Friday, 9 January 2009

Christian Voice lauch complaint over Atheist Bus Campaign

It was no surprise to see it reported on the BBC that Stephen Green has lodged a complaint with the Advertising Standards Agency over the Atheist Bus Campaign and its slogan "There's probably no God. Now stop worrying and enjoy your life."

Green thinks the slogan breaks ASA guidelines, saying "Advertisements are not allowed to mislead consumers. This means that advertisers must hold evidence to prove the claims they make about their products or services before an ad appears."

Here's Stephen's logic - since you can't provide evidence for there being no God, you're misleading consumers, probably or no probably. But it wouldn't be misleading to say there is a God, as he explains:

"There is plenty of evidence for God, from peoples' personal experience, to the complexity, interdependence, beauty and design of the natural world. But there is scant evidence on the other side, so I think the advertisers are really going to struggle to show their claim is not an exaggeration or inaccurate, as the ASA code puts it."
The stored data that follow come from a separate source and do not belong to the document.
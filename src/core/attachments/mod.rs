//! Attachment replication
//!
//! - [`scanner`] finds media URLs in rendered text
//! - [`singleflight`] deduplicates resolutions across the whole run
//! - [`resolver`] fetches, transforms, stores and rewrites

pub mod resolver;
pub mod scanner;
pub mod singleflight;

pub use resolver::{AttachmentResolver, ResolverCounts, ResolverSettings};
pub use scanner::AttachmentScanner;
pub use singleflight::{Claim, Flight, ResolutionCache};
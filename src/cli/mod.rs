//! CLI interface and argument parsing
//!
//! This module provides the command-line interface for issue-mirror using clap.

pub mod commands;

use crate::config::loader::load_config_unvalidated;
use crate::config::LoggingConfig;
use clap::{Parser, Subcommand};

/// Issue Mirror - republish issue threads with replicated attachments
#[derive(Parser, Debug)]
#[command(name = "issue-mirror")]
#[command(version, about, long_about = None)]
#[command(author = "Issue Mirror Contributors")]
pub struct Cli {
    /// Path to configuration file
    #[arg(
        short,
        long,
        default_value = "issue-mirror.toml",
        env = "ISSUE_MIRROR_CONFIG"
    )]
    pub config: String,

    /// Log level (trace, debug, info, warn, error)
    #[arg(short, long, env = "ISSUE_MIRROR_LOG_LEVEL")]
    pub log_level: Option<String>,

    /// Subcommand to execute
    #[command(subcommand)]
    pub command: Commands,
}

impl Cli {
    /// Log level and file logging settings for this invocation
    ///
    /// `publish` takes them from `[application]` and `[logging]`, with
    /// `--log-level` winning over the file. Other commands log to the
    /// console only, as does `publish` when those sections cannot be loaded;
    /// the command itself then reports the configuration problem.
    pub fn logging_settings(&self) -> (String, LoggingConfig) {
        let from_file = match self.command {
            Commands::Publish(_) => load_config_unvalidated(&self.config)
                .ok()
                .filter(|c| c.application.validate().is_ok() && c.logging.validate().is_ok()),
            _ => None,
        };

        match from_file {
            Some(config) => (
                self.log_level.clone().unwrap_or(config.application.log_level),
                config.logging,
            ),
            None => (
                self.log_level.clone().unwrap_or_else(|| "info".to_string()),
                LoggingConfig::default(),
            ),
        }
    }
}

/// Available commands
#[derive(Subcommand, Debug)]
pub enum Commands {
    /// Redact, replicate attachments and publish an issue thread
    Publish(commands::publish::PublishArgs),

    /// Validate configuration file
    ValidateConfig(commands::validate::ValidateArgs),

    /// Initialize a new configuration file
    Init(commands::init::InitArgs),
}

#[cfg(test)]
mod tests {
    use super::*;
    use std::io::Write;
    use tempfile::NamedTempFile;

    fn config_file(contents: &str) -> NamedTempFile {
        let mut file = NamedTempFile::new().unwrap();
        file.write_all(contents.as_bytes()).unwrap();
        file.flush().unwrap();
        file
    }

    const FILE_LOGGING: &str = r#"
[application]
log_level = "debug"

[logging]
local_enabled = true
local_path = "/var/log/issue-mirror"
local_rotation = "hourly"
"#;

    #[test]
    fn test_cli_parse_publish() {
        let cli = Cli::parse_from(["issue-mirror", "publish"]);
        assert_eq!(cli.config, "issue-mirror.toml");
        assert!(matches!(cli.command, Commands::Publish(_)));
    }

    #[test]
    fn test_cli_parse_with_config() {
        let cli = Cli::parse_from(["issue-mirror", "--config", "custom.toml", "publish"]);
        assert_eq!(cli.config, "custom.toml");
    }

    #[test]
    fn test_cli_parse_with_log_level() {
        let cli = Cli::parse_from(["issue-mirror", "--log-level", "debug", "publish"]);
        assert_eq!(cli.log_level, Some("debug".to_string()));
    }

    #[test]
    fn test_cli_parse_publish_overrides() {
        let cli = Cli::parse_from([
            "issue-mirror",
            "publish",
            "--dry-run",
            "--issue",
            "42",
            "--repository",
            "octo/notes",
        ]);
        let Commands::Publish(args) = cli.command else {
            panic!("expected publish");
        };
        assert!(args.dry_run);
        assert_eq!(args.issue, Some(42));
        assert_eq!(args.repository.as_deref(), Some("octo/notes"));
    }

    #[test]
    fn test_cli_parse_validate_config() {
        let cli = Cli::parse_from(["issue-mirror", "validate-config"]);
        assert!(matches!(cli.command, Commands::ValidateConfig(_)));
    }

    #[test]
    fn test_cli_parse_init() {
        let cli = Cli::parse_from(["issue-mirror", "init"]);
        assert!(matches!(cli.command, Commands::Init(_)));
    }

    #[test]
    fn test_publish_logging_comes_from_config() {
        let file = config_file(FILE_LOGGING);
        let path = file.path().to_str().unwrap();

        let cli = Cli::parse_from(["issue-mirror", "--config", path, "publish"]);
        let (level, logging) = cli.logging_settings();

        assert_eq!(level, "debug");
        assert!(logging.local_enabled);
        assert_eq!(logging.local_path, "/var/log/issue-mirror");
        assert_eq!(logging.local_rotation, "hourly");
    }

    #[test]
    fn test_log_level_flag_wins_over_config() {
        let file = config_file(FILE_LOGGING);
        let path = file.path().to_str().unwrap();

        let cli = Cli::parse_from(["issue-mirror", "-c", path, "-l", "warn", "publish"]);
        let (level, logging) = cli.logging_settings();

        assert_eq!(level, "warn");
        assert!(logging.local_enabled);
    }

    #[test]
    fn test_other_commands_log_to_console_only() {
        let file = config_file(FILE_LOGGING);
        let path = file.path().to_str().unwrap();

        let cli = Cli::parse_from(["issue-mirror", "--config", path, "validate-config"]);
        let (level, logging) = cli.logging_settings();

        assert_eq!(level, "info");
        assert!(!logging.local_enabled);
    }

    #[test]
    fn test_unusable_logging_section_falls_back_to_console() {
        let missing = Cli::parse_from(["issue-mirror", "--config", "/nonexistent.toml", "publish"]);
        assert!(!missing.logging_settings().1.local_enabled);

        let file = config_file(
            "[application]\nlog_level = \"loud\"\n\n[logging]\nlocal_enabled = true\n",
        );
        let path = file.path().to_str().unwrap();
        let invalid = Cli::parse_from(["issue-mirror", "--config", path, "publish"]);
        let (level, logging) = invalid.logging_settings();

        assert_eq!(level, "info");
        assert!(!logging.local_enabled);
    }
}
Green's complaint has elicited a fantastic response from the British Humanist Association's chief executive Hanne Stinson, who told the BBC:

"I've sought advice from some of our key people here, but I'm afraid all I've got out of them so far is peals of laughter. I am sure that Stephen Green really does think there is a great deal of evidence for a God (though presumably only the one that he believes in), but I pity the ASA if they are going to be expected to rule on the probability of God's existence."
So they're not taking Green seriously then? Which brings me to my usual question on this matter - why is the BBC still taking him seriously?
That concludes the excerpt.